Question for owners of the system, how long is your typical brew day? People on the blichmann Facebook group are saying its taking them 8-12 hours. That seems kind of long. I would of thought it'd be more like 5.


At first thought 8-12 hours seems long, but looking at my last brew log, maybe not:

2-hours to collect and heat 17 gallons of RO water to strike temperature.
10-minute dough-in
90-minute mash
20-minute mashout (10 to raise temperature + 10 to hold)
25-minutes to heat to boil
90-minute boil (I use a lot of German Pils)
15-minutes to chill to pitching temp
Maybe another hour to hour-and-a-half to basically CIP, rinse and tidy up afterwards...

Yeah, 8+ hours isn't unreasonable from start to finish including cleanup.

Curious to hear what other's experiences are, especially if doing a step mash.

Mike
 
Curious daman mentioned adding 100ppm of calcium to the water for all batches. Is this the consensus for everyone else?
 
I brewed yesterday & from start to finish it took 6.5 hours. Only a 60 min boil.

But, for the second time I could not get my burner working correctly. I once again had to remove the solenoid & control the heat by lighting the burner manually every time, not using the tower of power. I replaced the red ignition cable & it still didn't work. Has anyone had this problem & know what the fix is? The igniter just keeps clicking & thinking there is no flame when it has a great flame.

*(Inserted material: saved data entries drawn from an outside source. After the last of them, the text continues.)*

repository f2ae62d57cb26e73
use asciimesh_core::shading::{BLANK, SHADE_RAMP};
use asciimesh_core::{obj, Camera, Mesh, MeshError, Scene, Vertex, Viewport};
use asciimesh_terminal::{App, AsciiRenderer, CancellationToken, RenderConfig, TextSink};

#[test]
fn test_unit_cube_silhouette() {
    // Camera pushed back by the cube's diagonal, no rotation
    let camera = Camera::new(Vertex::origin(), 3.0f32.sqrt());
    let scene = Scene::with_camera(Mesh::cube(1.0), camera).unwrap();
    let mut renderer = AsciiRenderer::new(Viewport::new(10, 10));

    renderer.render(&scene);
    let frame = renderer.frame();

    assert!(frame.covered_cells() > 0);
    assert!(frame.chars().iter().any(|c| SHADE_RAMP.contains(c)));
    assert!(frame.chars().iter().all(|c| *c == BLANK || SHADE_RAMP.contains(c)));
    // The silhouette stays inside the grid's middle; the border is empty
    assert_eq!(frame.get(0, 0), Some(BLANK));
    assert_eq!(frame.get(9, 9), Some(BLANK));
}

#[test]
fn test_loaded_mesh_renders_exact_frame_count() {
    let dir = tempfile::tempdir().unwrap();
    let path = dir.path().join("cube.obj");
    obj::save_obj(&Mesh::cube(2.0), &path).unwrap();

    let mesh = obj::load_obj(&path).unwrap();
    let config = RenderConfig {
        yaw_step: 0.25,
        max_frames: Some(8),
        ..RenderConfig::default()
    };
    let mut app = App::new(Scene::new(mesh).unwrap(), Viewport::new(40, 20), config);
    let mut sink = TextSink::new(Vec::new());

    assert_eq!(app.run(&mut sink, &CancellationToken::new()).unwrap(), 8);
    let text = String::from_utf8(sink.into_inner()).unwrap();
    let frames: Vec<&str> = text.split("\n\n").filter(|f| !f.is_empty()).collect();
    assert_eq!(frames.len(), 8);
    for frame in frames {
        assert_eq!(frame.lines().count(), 20);
        assert!(frame.lines().all(|l| l.chars().count() == 40));
        assert!(frame.chars().any(|c| SHADE_RAMP.contains(&c)));
    }
}

#[test]
fn test_out_of_range_face_is_rejected_at_load() {
    let dir = tempfile::tempdir().unwrap();
    let path = dir.path().join("broken.obj");
    std::fs::write(&path, "v 0 0 0\nv 1 0 0\nv 0 1 0\nf 1 2 3\nf 2 3 42\n").unwrap();

    match obj::load_obj(&path) {
        Err(MeshError::FaceReferenceOutOfRange { line, index, vertex_count }) => {
            assert_eq!(line, 5);
            assert_eq!(index, 42);
            assert_eq!(vertex_count, 3);
        }
        other => panic!("expected out-of-range error, got {:?}", other),
    }
}

#[test]
fn test_round_trip_through_disk() {
    let text = "v 0.5 -1.25 3\nv 2 2 2\nv -0.125 0 1\nv 9 8 7\nf 1/1 2/2 3/3\nf 4 3 2\n";
    let first = obj::parse_obj(text).unwrap();

    let dir = tempfile::tempdir().unwrap();
    let path = dir.path().join("again.obj");
    obj::save_obj(&first, &path).unwrap();
    let second = obj::load_obj(&path).unwrap();

    assert_eq!(first.faces(), second.faces());
    assert_eq!(first.vertices(), second.vertices());
}

#[test]
fn test_headless_output_without_rotation_is_stable() {
    let config = RenderConfig {
        yaw_step: 0.0,
        max_frames: Some(2),
        ..RenderConfig::default()
    };
    let mut app = App::new(Scene::new(Mesh::cube(1.0)).unwrap(), Viewport::new(16, 8), config);
    let mut sink = TextSink::new(Vec::new());
    app.run(&mut sink, &CancellationToken::new()).unwrap();

    let text = String::from_utf8(sink.into_inner()).unwrap();
    let frames: Vec<&str> = text.split("\n\n").filter(|f| !f.is_empty()).collect();
    assert_eq!(frames.len(), 2);
    assert_eq!(frames[0], frames[1]);
}
use serde::{Deserialize, Serialize};
use std::fmt;

/// Position of a block in the canonical chain, genesis at zero.
#[derive(Clone, Copy, Debug, PartialEq, Eq, PartialOrd, Ord, Hash, Default, Serialize, Deserialize)]
#[serde(transparent)]
pub struct Height(pub u64);

impl Height {
    pub const GENESIS: Height = Height(0);

    /// Height of the parent block. Genesis has no parent and stays at zero.
    pub fn parent(self) -> Height {
        Height(self.0.saturating_sub(1))
    }

    pub fn child(self) -> Height {
        Height(self.0 + 1)
    }

    /// Number of blocks between `self` and a lower `other`, zero if `other` is not lower.
    pub fn distance_above(self, other: Height) -> u64 {
        self.0.saturating_sub(other.0)
    }
}

impl fmt::Display for Height {
    fn fmt(&self, f: &mut fmt::Formatter<'_>) -> fmt::Result {
        write!(f, "{}", self.0)
    }
}
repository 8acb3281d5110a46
mod common;
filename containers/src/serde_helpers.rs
// Serde helpers for the JSON form of blocks and transactions.

/// Byte vectors as bare hex strings, with or without a `0x` prefix on input.
pub mod hex_bytes {
    use serde::{de::Error as SerdeError, Deserialize, Deserializer, Serializer};

    pub fn serialize<S>(value: &[u8], serializer: S) -> Result<S::Ok, S::Error>
    where
        S: Serializer,
    {
        serializer.serialize_str(&hex::encode(value))
    }

    pub fn deserialize<'de, D>(deserializer: D) -> Result<Vec<u8>, D::Error>
    where
        D: Deserializer<'de>,
    {
        let value = String::deserialize(deserializer)?;
        hex::decode(value.trim_start_matches("0x"))
            .map_err(|err| SerdeError::custom(format!("invalid hex: {err}")))
    }
}

/// `u64` values carried as decimal strings, the way block headers arrive from peers.
pub mod quoted_u64 {
    use serde::{de::Error as SerdeError, Deserialize, Deserializer, Serializer};

    #[derive(Deserialize)]
    #[serde(untagged)]
    enum QuotedOrPlain {
        Quoted(String),
        Plain(u64),
    }

    pub fn serialize<S>(value: &u64, serializer: S) -> Result<S::Ok, S::Error>
    where
        S: Serializer,
    {
        serializer.serialize_str(&value.to_string())
    }

    pub fn deserialize<'de, D>(deserializer: D) -> Result<u64, D::Error>
    where
        D: Deserializer<'de>,
    {
        match QuotedOrPlain::deserialize(deserializer)? {
            QuotedOrPlain::Plain(value) => Ok(value),
            QuotedOrPlain::Quoted(value) => value
                .parse::<u64>()
                .map_err(|err| SerdeError::custom(format!("invalid u64: {err}"))),
        }
    }
}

It doesn't have a normal thermocouple but I'm guessing the red cable sends a signal via a resistance change that the igniter is hot.
 
For mashing out on a Breweasy system, do you simply ramp up the mashtun to 168F and recirculate for 10 minutes, or get the mash tun to 168F, shut off the pump, close the mashtun drain valve and let it sit for 10 minutes at 168F before doing a slow drain?

Which do you do?

It seems one doesn't have any more benefit over the other.